Physics food

I have posted this cartoon on Facebook earlier. I have stolen it from the Zero Gravity: The Lighter Side of Science, APS Physics.

The thought is very funny. What would happen if we get food stuff in the name of physics or physicists? What could be your

favorite food item?

I would go for a Dirac Ice-cream cone.

(Source: )


Measuring the relativistic limit: c

A few months ago, I got a friend in facebook from Pakistan, who is probably doing her graduation in physics. She told me that she had got an assignment where she had to  write an essay on the applications of the Maxwell’s equations, and she asked me to suggest some applications. If I am not losing my memory, the first thing that came in mind is that Maxwell’s equations correctly predict the speed of light.
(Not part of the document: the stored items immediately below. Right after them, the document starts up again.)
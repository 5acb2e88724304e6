use serde_json::json;
use webcarros_client::WebCarros;
use wiremock::matchers::{header, method, path, query_param};
use wiremock::{Mock, MockServer, ResponseTemplate};

fn listing_row(id: serde_json::Value) -> serde_json::Value {
    json!({
        "id": id,
        "name": "ONIX 1.0",
        "model": "1.0 Flex Plus Manual",
        "year": "2016/2016",
        "km": "23.900",
        "price": "69.000",
        "city": "Florianopolis",
        "whatsapp": "01112345678",
        "description": "Well maintained",
        "created": "2026-08-20T12:00:00Z",
        "owner": "Ana",
        "uid": "user-1",
        "images": [
            { "name": "img-1", "uid": "user-1", "url": "http://example.com/img-1" }
        ]
    })
}

#[tokio::test]
async fn create_record_returns_the_assigned_id() {
    let mock_server = MockServer::start().await;

    Mock::given(method("POST"))
        .and(path("/rest/v1/cars"))
        .and(header("Prefer", "return=representation"))
        .respond_with(ResponseTemplate::new(201).set_body_json(json!([{ "id": 42 }])))
        .mount(&mock_server)
        .await;

    let client = WebCarros::new(&mock_server.uri(), "test_anon_key");

    let id = client
        .db()
        .create_record("cars", &json!({ "name": "ONIX" }))
        .await
        .unwrap();

    assert_eq!(id, "42");
}

#[tokio::test]
async fn create_record_handles_string_keys() {
    let mock_server = MockServer::start().await;

    Mock::given(method("POST"))
        .and(path("/rest/v1/cars"))
        .respond_with(
            ResponseTemplate::new(201).set_body_json(json!([{ "id": "b7b9e2c0-1" }])),
        )
        .mount(&mock_server)
        .await;

    let client = WebCarros::new(&mock_server.uri(), "test_anon_key");

    let id = client
        .db()
        .create_record("cars", &json!({ "name": "ONIX" }))
        .await
        .unwrap();

    assert_eq!(id, "b7b9e2c0-1");
}

#[tokio::test]
async fn create_record_surfaces_write_failures() {
    let mock_server = MockServer::start().await;

    Mock::given(method("POST"))
        .and(path("/rest/v1/cars"))
        .respond_with(ResponseTemplate::new(500).set_body_string("boom"))
        .mount(&mock_server)
        .await;

    let client = WebCarros::new(&mock_server.uri(), "test_anon_key");

    let result = client.db().create_record("cars", &json!({})).await;

    assert!(result.is_err());
}

#[tokio::test]
async fn listings_get_fetches_a_persisted_record() {
    let mock_server = MockServer::start().await;

    Mock::given(method("GET"))
        .and(path("/rest/v1/cars"))
        .and(query_param("id", "eq.42"))
        .respond_with(ResponseTemplate::new(200).set_body_json(json!([listing_row(json!(42))])))
        .mount(&mock_server)
        .await;

    let client = WebCarros::new(&mock_server.uri(), "test_anon_key");

    let listing = client.listings().get("42").await.unwrap().unwrap();

    assert_eq!(listing.id, "42");
    assert_eq!(listing.name, "ONIX 1.0");
    assert_eq!(listing.owner, "Ana");
    assert_eq!(listing.images.len(), 1);
    assert_eq!(listing.images[0].url, "http://example.com/img-1");
}

#[tokio::test]
async fn listings_get_returns_none_for_a_missing_record() {
    let mock_server = MockServer::start().await;

    Mock::given(method("GET"))
        .and(path("/rest/v1/cars"))
        .respond_with(ResponseTemplate::new(200).set_body_json(json!([])))
        .mount(&mock_server)
        .await;

    let client = WebCarros::new(&mock_server.uri(), "test_anon_key");

    let listing = client.listings().get("missing").await.unwrap();

    assert!(listing.is_none());
}
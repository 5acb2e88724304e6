//! Configuration options for the WebCarros client

use std::time::Duration;

/// Configuration options for the WebCarros client
#[derive(Debug, Clone)]
pub struct ClientOptions {
    /// The request timeout
    pub request_timeout: Option<Duration>,

    /// The storage bucket holding listing images
    pub storage_bucket: String,

    /// The collection listings are written to
    pub listings_collection: String,
}

impl Default for ClientOptions {
    fn default() -> Self {
        Self {
            request_timeout: Some(Duration::from_secs(30)),
            storage_bucket: "car-images".to_string(),
            listings_collection: "cars".to_string(),
        }
    }
}

impl ClientOptions {
    /// Set the request timeout
    pub fn with_request_timeout(mut self, value: Option<Duration>) -> Self {
        self.request_timeout = value;
        self
    }

    /// Set the storage bucket holding listing images
    pub fn with_storage_bucket(mut self, value: &str) -> Self {
        self.storage_bucket = value.to_string();
        self
    }

    /// Set the collection listings are written to
    pub fn with_listings_collection(mut self, value: &str) -> Self {
        self.listings_collection = value.to_string();
        self
    }
}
On another day I was discussing with one of my colleagues about the elegance of Maxwell’s equations and I told her the same, i.e. the best part of the equations is the accurate theoretical prediction of the speed of light. Then through our discussion, it turned out that the speed of light is known to people long before Maxwell proposed, during 1861-62, his equations and I wondered that how people did measurement of such a large speed (3 x 108 m/s)!

I just realised that I didn’t have known the answer to such a simple question.

My dear reader, do you know how speed of light was measured first (at least up to a realistic order)?

If you feel yourself as poor as I was at that time, then I’m here to ease your pain (You don’t need to google since I have already done it.).

Here it goes.

The measurement was first done by Ole Christensen Rømer in 1676 (Newton’s gravitational law came a few years later).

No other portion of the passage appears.